▶ Work task: Could you filter the records below and return each line that holds "source"?

── Input for this task

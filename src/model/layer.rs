//! A single outcome layer: estimator, eligibility filter and target transform

use log::{debug, info};
use rand::rngs::StdRng;
use serde::{Deserialize, Serialize};
use std::collections::BTreeMap;
use std::fmt;
use std::sync::Arc;

use crate::data::{Dataset, Record, Value};
use crate::error::{Error, Result};
use crate::estimator::{Estimator, EstimatorError, FittedEstimator, FormulaSpec, Prediction};

/// Predicate over a single record
pub type RecordPredicate = Arc<dyn Fn(&Record) -> bool + Send + Sync>;

/// Transformation applied to the target before fitting and undone on generation
#[derive(Debug, Clone, Copy, PartialEq, Eq, Default, Serialize, Deserialize)]
#[serde(rename_all = "lowercase")]
pub enum Transformation {
    #[default]
    Identity,
    /// Model the log of a strictly positive target
    Log,
}

impl Transformation {
    pub fn forward(&self, x: f64) -> Option<f64> {
        match self {
            Transformation::Identity => Some(x),
            Transformation::Log if x > 0.0 => Some(x.ln()),
            Transformation::Log => None,
        }
    }

    pub fn inverse(&self, x: f64) -> f64 {
        match self {
            Transformation::Identity => x,
            Transformation::Log => x.exp(),
        }
    }

    /// Expected value on the original scale
    pub fn inverse_mean(&self, prediction: &Prediction) -> f64 {
        match (self, prediction) {
            // Log-normal mean
            (Transformation::Log, Prediction::Normal { mean, sd }) => (mean + 0.5 * sd * sd).exp(),
            _ => self.inverse(prediction.mean()),
        }
    }
}

/// How a layer turns a prediction into a value
pub enum Draw<'a> {
    /// One stochastic realization per record
    Sample(&'a mut StdRng),
    /// Expected value, for evaluation
    Expected,
}

/// Optional layer settings
#[derive(Clone, Default)]
pub struct LayerOptions {
    pub filter: Option<RecordPredicate>,
    pub transformation: Transformation,
    /// Column whose levels receive separate balance factors
    pub balance_by: Option<String>,
}

impl LayerOptions {
    /// Restrict the layer to records satisfying `filter`
    pub fn filtered<F>(filter: F) -> Self
    where
        F: Fn(&Record) -> bool + Send + Sync + 'static,
    {
        Self {
            filter: Some(Arc::new(filter)),
            ..Self::default()
        }
    }

    pub fn with_filter<F>(mut self, filter: F) -> Self
    where
        F: Fn(&Record) -> bool + Send + Sync + 'static,
    {
        self.filter = Some(Arc::new(filter));
        self
    }

    pub fn with_transformation(mut self, transformation: Transformation) -> Self {
        self.transformation = transformation;
        self
    }

    pub fn balanced_by(mut self, column: &str) -> Self {
        self.balance_by = Some(column.to_string());
        self
    }
}

/// One outcome variable's modeling unit
#[derive(Clone)]
pub struct Layer {
    name: String,
    estimator: Arc<dyn Estimator>,
    filter: Option<RecordPredicate>,
    transformation: Transformation,
    balance_by: Option<String>,
}

impl fmt::Debug for Layer {
    fn fmt(&self, f: &mut fmt::Formatter<'_>) -> fmt::Result {
        f.debug_struct("Layer")
            .field("name", &self.name)
            .field("filtered", &self.filter.is_some())
            .field("transformation", &self.transformation)
            .field("balance_by", &self.balance_by)
            .finish()
    }
}

impl Layer {
    pub fn new(name: impl Into<String>, estimator: Arc<dyn Estimator>, options: LayerOptions) -> Self {
        Self {
            name: name.into(),
            estimator,
            filter: options.filter,
            transformation: options.transformation,
            balance_by: options.balance_by,
        }
    }

    pub fn name(&self) -> &str {
        &self.name
    }

    pub fn transformation(&self) -> Transformation {
        self.transformation
    }

    pub fn balance_by(&self) -> Option<&str> {
        self.balance_by.as_deref()
    }

    /// Whether a record takes part in fitting and receives a generated value
    pub fn is_eligible(&self, record: &Record) -> bool {
        self.filter.as_ref().map(|f| f(record)).unwrap_or(true)
    }

    /// Fit the layer's estimator on the eligible training rows
    pub fn fit(&self, training: &Dataset, formula: &FormulaSpec) -> Result<FittedLayer> {
        training.require_column(&self.name)?;
        if let Some(column) = &self.balance_by {
            training.require_column(column)?;
        }

        let mut eligible = training.filter(|r| self.is_eligible(r));
        for row in eligible.rows_mut() {
            let y = row.numeric(&self.name).ok_or_else(|| {
                Error::schema(format!(
                    "target '{}' of record '{}' at cycle {} is not numeric",
                    self.name, row.id, row.cycle
                ))
            })?;
            let t = self.transformation.forward(y).ok_or_else(|| {
                Error::schema(format!(
                    "target '{}' of record '{}' at cycle {} is {} which the {:?} transformation cannot take",
                    self.name, row.id, row.cycle, y, self.transformation
                ))
            })?;
            row.set(&self.name, Value::Number(t));
        }

        let wrap = |source: EstimatorError| Error::EstimatorFit {
            layer: self.name.clone(),
            source,
        };
        let estimator: Arc<dyn FittedEstimator> = Arc::from(self.estimator.fit(&eligible, &self.name, formula).map_err(wrap)?);

        let balance = match &self.balance_by {
            Some(column) => Some(BalanceFactors::compute(&eligible, &self.name, column, estimator.as_ref()).map_err(wrap)?),
            None => None,
        };

        info!(
            "Fitted layer '{}' on {} of {} rows ({})",
            self.name,
            eligible.len(),
            training.len(),
            formula
        );

        Ok(FittedLayer {
            layer: self.name.clone(),
            estimator,
            transformation: self.transformation,
            balance,
        })
    }

    /// Write generated values into column `name`
    ///
    /// Eligible records receive a draw (or the expected value); ineligible
    /// records receive the neutral default. Returns the updated data and the
    /// realized value of every row.
    pub fn generate(
        &self,
        fitted: Option<&FittedLayer>,
        mut data: Dataset,
        draw: &mut Draw<'_>,
    ) -> Result<(Dataset, Vec<f64>)> {
        let fitted = match fitted {
            Some(f) if f.layer == self.name => f,
            _ => return Err(Error::LayerNotFitted { layer: self.name.clone() }),
        };
        data.require_column(&self.name)?;

        let mut realized = Vec::with_capacity(data.len());
        for record in data.rows_mut() {
            let current = match record.value(&self.name) {
                Some(Value::Category(level)) => {
                    return Err(Error::schema(format!(
                        "column '{}' holds category '{}' and cannot take generated values",
                        self.name, level
                    )))
                }
                Some(v) => v.clone(),
                None => Value::Number(0.0),
            };

            if !self.is_eligible(record) {
                record.set(&self.name, current.neutral());
                realized.push(0.0);
                continue;
            }

            let x = fitted.realize(record, draw).map_err(|source| Error::Simulation {
                replicate: record.replicate.unwrap_or(0),
                cycle: record.cycle,
                layer: Some(self.name.clone()),
                record: Some(record.id.clone()),
                reason: source.to_string(),
            })?;
            record.set(&self.name, current.with_number(x));
            realized.push(x);
        }

        Ok((data, realized))
    }
}

/// Per-level multiplicative corrections so fitted means reproduce observed totals
#[derive(Debug, Clone, PartialEq)]
pub struct BalanceFactors {
    column: String,
    factors: BTreeMap<String, f64>,
}

impl BalanceFactors {
    fn compute(
        eligible: &Dataset,
        target: &str,
        column: &str,
        estimator: &dyn FittedEstimator,
    ) -> std::result::Result<Self, EstimatorError> {
        let predictions = estimator.predict(eligible)?;
        let mut sums: BTreeMap<String, (f64, f64)> = BTreeMap::new();

        for (row, prediction) in eligible.rows().iter().zip(&predictions) {
            let Some(level) = row.level(column) else { continue };
            let observed = row.numeric(target).unwrap_or(0.0);
            let entry = sums.entry(level).or_insert((0.0, 0.0));
            entry.0 += observed;
            entry.1 += prediction.mean();
        }

        let factors = sums
            .into_iter()
            .map(|(level, (observed, predicted))| {
                let factor = if predicted > 0.0 { observed / predicted } else { 1.0 };
                (level, factor)
            })
            .collect();

        Ok(Self { column: column.to_string(), factors })
    }

    pub fn column(&self) -> &str {
        &self.column
    }

    /// Factor for a record; 1.0 for levels not seen during fitting
    pub fn factor(&self, record: &Record) -> f64 {
        let level = record.level(&self.column);
        match level.as_ref().and_then(|l| self.factors.get(l)) {
            Some(f) => *f,
            None => {
                debug!("No balance factor for level {:?} of '{}'", level, self.column);
                1.0
            }
        }
    }
}

/// Fitted state of one layer
#[derive(Debug, Clone)]
pub struct FittedLayer {
    layer: String,
    estimator: Arc<dyn FittedEstimator>,
    transformation: Transformation,
    balance: Option<BalanceFactors>,
}

impl FittedLayer {
    pub fn layer(&self) -> &str {
        &self.layer
    }

    pub fn balance(&self) -> Option<&BalanceFactors> {
        self.balance.as_ref()
    }

    /// Balance-corrected predictive distribution on the model scale
    pub fn prediction(&self, record: &Record) -> std::result::Result<Prediction, EstimatorError> {
        let prediction = self.estimator.predict_record(record)?;
        Ok(match &self.balance {
            Some(balance) => prediction.scale_mean(balance.factor(record)),
            None => prediction,
        })
    }

    fn realize(&self, record: &Record, draw: &mut Draw<'_>) -> std::result::Result<f64, EstimatorError> {
        let prediction = self.prediction(record)?;
        match draw {
            Draw::Sample(rng) => Ok(self.transformation.inverse(prediction.sample(&mut **rng)?)),
            Draw::Expected => Ok(self.transformation.inverse_mean(&prediction)),
        }
    }
}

────

▶ Solved problem:
        let wrap = |source: EstimatorError| Error::EstimatorFit {
            source,
            let x = fitted.realize(record, draw).map_err(|source| Error::Simulation {
                reason: source.to_string(),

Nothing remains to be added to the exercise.